No record may be omitted; give all of them again exactly.

──────── Data in this exercise ────────

use axum::{
    extract::State,
    http::StatusCode,
    response::IntoResponse,
};
use bankdir::{
    model::{
        api::PageDto,
        bank::{BankDto, BankWithBranchesDto},
        branch::BranchSummaryDto,
    },
    server::controller::{
        bank::{get_bank, list_bank_branches, list_banks, BankDetailParams, BankExpand},
        ApiPath, ApiQuery, PageParams,
    },
};

use super::*;

/// Expect 200 with a page of banks
#[tokio::test]
async fn list_banks_returns_page() -> Result<(), TestError> {
    let test = TestBuilder::new()
        .with_directory_tables()
        .with_mock_bank(1)
        .with_mock_bank(2)
        .build()
        .await?;

    let result = list_banks(State(app_state(&test)), ApiQuery(PageParams::default())).await;

    assert!(result.is_ok());
    let resp = result.unwrap().into_response();
    assert_eq!(resp.status(), StatusCode::OK);
    let page: PageDto<BankDto> = json_body(resp).await;
    assert_eq!(page.count, 2);
    assert_eq!(page.results.len(), 2);

    Ok(())
}

/// Expect 404 for a page past the end
#[tokio::test]
async fn list_banks_rejects_page_past_end() -> Result<(), TestError> {
    let test = TestBuilder::new()
        .with_directory_tables()
        .with_mock_bank(1)
        .build()
        .await?;

    let result = list_banks(
        State(app_state(&test)),
        ApiQuery(PageParams { page: Some(5) }),
    )
    .await;

    let resp = result.err().unwrap().into_response();
    assert_eq!(resp.status(), StatusCode::NOT_FOUND);

    Ok(())
}

/// Expect 200 with the bank when it exists
#[tokio::test]
async fn get_bank_returns_bank() -> Result<(), TestError> {
    let test = TestBuilder::new().with_directory_tables().build().await?;
    test.directory()
        .insert_bank(1, "State Bank of India", Some("SBI"))
        .await?;

    let result = get_bank(
        State(app_state(&test)),
        ApiPath(1),
        ApiQuery(BankDetailParams::default()),
    )
    .await;

    let resp = result.unwrap().into_response();
    assert_eq!(resp.status(), StatusCode::OK);
    let bank: BankDto = json_body(resp).await;
    assert_eq!(bank.id, 1);
    assert_eq!(bank.code.as_deref(), Some("SBI"));

    Ok(())
}

/// Expect the branches of the bank with `expand=branches`
#[tokio::test]
async fn get_bank_expands_branches() -> Result<(), TestError> {
    let test = TestBuilder::new()
        .with_directory_tables()
        .with_mock_branch("SBIN0000001", 1)
        .with_mock_branch("SBIN0000002", 1)
        .build()
        .await?;

    let result = get_bank(
        State(app_state(&test)),
        ApiPath(1),
        ApiQuery(BankDetailParams {
            expand: Some(BankExpand::Branches),
        }),
    )
    .await;

    let resp = result.unwrap().into_response();
    assert_eq!(resp.status(), StatusCode::OK);
    let bank: BankWithBranchesDto = json_body(resp).await;
    assert_eq!(bank.branch_count, 2);

    Ok(())
}

/// Expect 404 for an unknown bank
#[tokio::test]
async fn get_bank_not_found() -> Result<(), TestError> {
    let test = TestBuilder::new().with_directory_tables().build().await?;

    let result = get_bank(
        State(app_state(&test)),
        ApiPath(999),
        ApiQuery(BankDetailParams::default()),
    )
    .await;

    let resp = result.err().unwrap().into_response();
    assert_eq!(resp.status(), StatusCode::NOT_FOUND);

    Ok(())
}

/// Expect 500 when the database is not usable
#[tokio::test]
async fn get_bank_fails_when_tables_missing() -> Result<(), TestError> {
    let test = TestBuilder::new().build().await?;

    let result = get_bank(
        State(app_state(&test)),
        ApiPath(1),
        ApiQuery(BankDetailParams::default()),
    )
    .await;

    let resp = result.err().unwrap().into_response();
    assert_eq!(resp.status(), StatusCode::INTERNAL_SERVER_ERROR);

    Ok(())
}

/// Expect 200 with only the branches of the requested bank
#[tokio::test]
async fn list_bank_branches_filters_by_bank() -> Result<(), TestError> {
    let test = TestBuilder::new()
        .with_directory_tables()
        .with_mock_branch("SBIN0000001", 1)
        .with_mock_branch("HDFC0000001", 2)
        .build()
        .await?;

    let result = list_bank_branches(
        State(app_state(&test)),
        ApiPath(2),
        ApiQuery(PageParams::default()),
    )
    .await;

    let resp = result.unwrap().into_response();
    assert_eq!(resp.status(), StatusCode::OK);
    let page: PageDto<BranchSummaryDto> = json_body(resp).await;
    assert_eq!(page.count, 1);
    assert_eq!(page.results[0].ifsc, "HDFC0000001");

    Ok(())
}

/// Expect 200 with an empty page for an unknown bank
#[tokio::test]
async fn list_bank_branches_empty_for_unknown_bank() -> Result<(), TestError> {
    let test = TestBuilder::new().with_directory_tables().build().await?;

    let result = list_bank_branches(
        State(app_state(&test)),
        ApiPath(999),
        ApiQuery(PageParams::default()),
    )
    .await;

    let resp = result.unwrap().into_response();
    assert_eq!(resp.status(), StatusCode::OK);
    let page: PageDto<BranchSummaryDto> = json_body(resp).await;
    assert!(page.results.is_empty());

    Ok(())
}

────────

**Answer box**
use axum::{
    extract::State,
    http::StatusCode,
    response::IntoResponse,
};
use bankdir::{
    model::{
        api::PageDto,
        bank::{BankDto, BankWithBranchesDto},
        branch::BranchSummaryDto,
    },
    server::controller::{
        bank::{get_bank, list_bank_branches, list_banks, BankDetailParams, BankExpand},
        ApiPath, ApiQuery, PageParams,
    },
};

use super::*;

/// Expect 200 with a page of banks
#[tokio::test]
async fn list_banks_returns_page() -> Result<(), TestError> {
    let test = TestBuilder::new()
        .with_directory_tables()
        .with_mock_bank(1)
        .with_mock_bank(2)
        .build()
        .await?;

    let result = list_banks(State(app_state(&test)), ApiQuery(PageParams::default())).await;

    assert!(result.is_ok());
    let resp = result.unwrap().into_response();
    assert_eq!(resp.status(), StatusCode::OK);
    let page: PageDto<BankDto> = json_body(resp).await;
    assert_eq!(page.count, 2);
    assert_eq!(page.results.len(), 2);

    Ok(())
}

/// Expect 404 for a page past the end
#[tokio::test]
async fn list_banks_rejects_page_past_end() -> Result<(), TestError> {
    let test = TestBuilder::new()
        .with_directory_tables()
        .with_mock_bank(1)
        .build()
        .await?;

    let result = list_banks(
        State(app_state(&test)),
        ApiQuery(PageParams { page: Some(5) }),
    )
    .await;

    let resp = result.err().unwrap().into_response();
    assert_eq!(resp.status(), StatusCode::NOT_FOUND);

    Ok(())
}

/// Expect 200 with the bank when it exists
#[tokio::test]
async fn get_bank_returns_bank() -> Result<(), TestError> {
    let test = TestBuilder::new().with_directory_tables().build().await?;
    test.directory()
        .insert_bank(1, "State Bank of India", Some("SBI"))
        .await?;

    let result = get_bank(
        State(app_state(&test)),
        ApiPath(1),
        ApiQuery(BankDetailParams::default()),
    )
    .await;

    let resp = result.unwrap().into_response();
    assert_eq!(resp.status(), StatusCode::OK);
    let bank: BankDto = json_body(resp).await;
    assert_eq!(bank.id, 1);
    assert_eq!(bank.code.as_deref(), Some("SBI"));

    Ok(())
}

/// Expect the branches of the bank with `expand=branches`
#[tokio::test]
async fn get_bank_expands_branches() -> Result<(), TestError> {
    let test = TestBuilder::new()
        .with_directory_tables()
        .with_mock_branch("SBIN0000001", 1)
        .with_mock_branch("SBIN0000002", 1)
        .build()
        .await?;

    let result = get_bank(
        State(app_state(&test)),
        ApiPath(1),
        ApiQuery(BankDetailParams {
            expand: Some(BankExpand::Branches),
        }),
    )
    .await;

    let resp = result.unwrap().into_response();
    assert_eq!(resp.status(), StatusCode::OK);
    let bank: BankWithBranchesDto = json_body(resp).await;
    assert_eq!(bank.branch_count, 2);

    Ok(())
}

/// Expect 404 for an unknown bank
#[tokio::test]
async fn get_bank_not_found() -> Result<(), TestError> {
    let test = TestBuilder::new().with_directory_tables().build().await?;

    let result = get_bank(
        State(app_state(&test)),
        ApiPath(999),
        ApiQuery(BankDetailParams::default()),
    )
    .await;

    let resp = result.err().unwrap().into_response();
    assert_eq!(resp.status(), StatusCode::NOT_FOUND);

    Ok(())
}

/// Expect 500 when the database is not usable
#[tokio::test]
async fn get_bank_fails_when_tables_missing() -> Result<(), TestError> {
    let test = TestBuilder::new().build().await?;

    let result = get_bank(
        State(app_state(&test)),
        ApiPath(1),
        ApiQuery(BankDetailParams::default()),
    )
    .await;

    let resp = result.err().unwrap().into_response();
    assert_eq!(resp.status(), StatusCode::INTERNAL_SERVER_ERROR);

    Ok(())
}

/// Expect 200 with only the branches of the requested bank
#[tokio::test]
async fn list_bank_branches_filters_by_bank() -> Result<(), TestError> {
    let test = TestBuilder::new()
        .with_directory_tables()
        .with_mock_branch("SBIN0000001", 1)
        .with_mock_branch("HDFC0000001", 2)
        .build()
        .await?;

    let result = list_bank_branches(
        State(app_state(&test)),
        ApiPath(2),
        ApiQuery(PageParams::default()),
    )
    .await;

    let resp = result.unwrap().into_response();
    assert_eq!(resp.status(), StatusCode::OK);
    let page: PageDto<BranchSummaryDto> = json_body(resp).await;
    assert_eq!(page.count, 1);
    assert_eq!(page.results[0].ifsc, "HDFC0000001");

    Ok(())
}

/// Expect 200 with an empty page for an unknown bank
#[tokio::test]
async fn list_bank_branches_empty_for_unknown_bank() -> Result<(), TestError> {
    let test = TestBuilder::new().with_directory_tables().build().await?;

    let result = list_bank_branches(
        State(app_state(&test)),
        ApiPath(999),
        ApiQuery(PageParams::default()),
    )
    .await;

    let resp = result.unwrap().into_response();
    assert_eq!(resp.status(), StatusCode::OK);
    let page: PageDto<BranchSummaryDto> = json_body(resp).await;
    assert!(page.results.is_empty());

    Ok(())
}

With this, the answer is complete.